The expected output is the complete listing, unchanged.

■ RECORDS FOR THIS TASK ■
== == ==

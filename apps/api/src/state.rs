use std::sync::Arc;

use crate::config::Config;
use crate::llm_client::TextGenerator;

/// Shared application state injected into all route handlers via Axum extractors.
/// Everything here is read-only after startup.
#[derive(Clone)]
pub struct AppState {
    /// Text provider. Gemini in production; tests swap in stubs.
    pub generator: Arc<dyn TextGenerator>,
    pub config: Config,
}
use crate::article_client::ArticleClient;
use crate::config::Config;
use crate::session::SessionStore;

/// Shared state for the web client's handlers.
#[derive(Clone)]
pub struct AppState {
    pub client: ArticleClient,
    pub sessions: SessionStore,
    pub config: Config,
}
use axum::{
    extract::rejection::JsonRejection,
    http::StatusCode,
    response::{IntoResponse, Response},
    Json,
};
use serde_json::json;
use thiserror::Error;

use crate::llm_client::LlmError;

/// Application-level error type.
/// Implements `IntoResponse` so Axum handlers can return `Result<T, AppError>`.
/// Every error body has the shape `{"detail": "<message>"}`.
#[derive(Debug, Error)]
pub enum AppError {
    #[error("{0}")]
    Validation(String),

    /// Any provider failure. Transient and permanent causes are not distinguished;
    /// the caller decides whether to resubmit.
    #[error("Error generating article: {0}")]
    Generation(#[from] LlmError),
}

impl From<JsonRejection> for AppError {
    fn from(rejection: JsonRejection) -> Self {
        AppError::Validation(rejection.body_text())
    }
}

impl IntoResponse for AppError {
    fn into_response(self) -> Response {
        let status = match &self {
            AppError::Validation(_) => StatusCode::UNPROCESSABLE_ENTITY,
            AppError::Generation(e) => {
                tracing::error!("Generation failed: {e}");
                StatusCode::INTERNAL_SERVER_ERROR
            }
        };

        (status, Json(json!({ "detail": self.to_string() }))).into_response()
    }
}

== == ==

■ RESULT ■
filename apps/api/src/state.rs
use std::sync::Arc;

use crate::config::Config;
use crate::llm_client::TextGenerator;

/// Shared application state injected into all route handlers via Axum extractors.
/// Everything here is read-only after startup.
#[derive(Clone)]
pub struct AppState {
    /// Text provider. Gemini in production; tests swap in stubs.
    pub generator: Arc<dyn TextGenerator>,
    pub config: Config,
}
use crate::article_client::ArticleClient;
use crate::config::Config;
use crate::session::SessionStore;

/// Shared state for the web client's handlers.
#[derive(Clone)]
pub struct AppState {
    pub client: ArticleClient,
    pub sessions: SessionStore,
    pub config: Config,
}
use axum::{
    extract::rejection::JsonRejection,
    http::StatusCode,
    response::{IntoResponse, Response},
    Json,
};
use serde_json::json;
use thiserror::Error;

use crate::llm_client::LlmError;

/// Application-level error type.
/// Implements `IntoResponse` so Axum handlers can return `Result<T, AppError>`.
/// Every error body has the shape `{"detail": "<message>"}`.
#[derive(Debug, Error)]
pub enum AppError {
    #[error("{0}")]
    Validation(String),

    /// Any provider failure. Transient and permanent causes are not distinguished;
    /// the caller decides whether to resubmit.
    #[error("Error generating article: {0}")]
    Generation(#[from] LlmError),
}

impl From<JsonRejection> for AppError {
    fn from(rejection: JsonRejection) -> Self {
        AppError::Validation(rejection.body_text())
    }
}

impl IntoResponse for AppError {
    fn into_response(self) -> Response {
        let status = match &self {
            AppError::Validation(_) => StatusCode::UNPROCESSABLE_ENTITY,
            AppError::Generation(e) => {
                tracing::error!("Generation failed: {e}");
                StatusCode::INTERNAL_SERVER_ERROR
            }
        };

        (status, Json(json!({ "detail": self.to_string() }))).into_response()
    }
}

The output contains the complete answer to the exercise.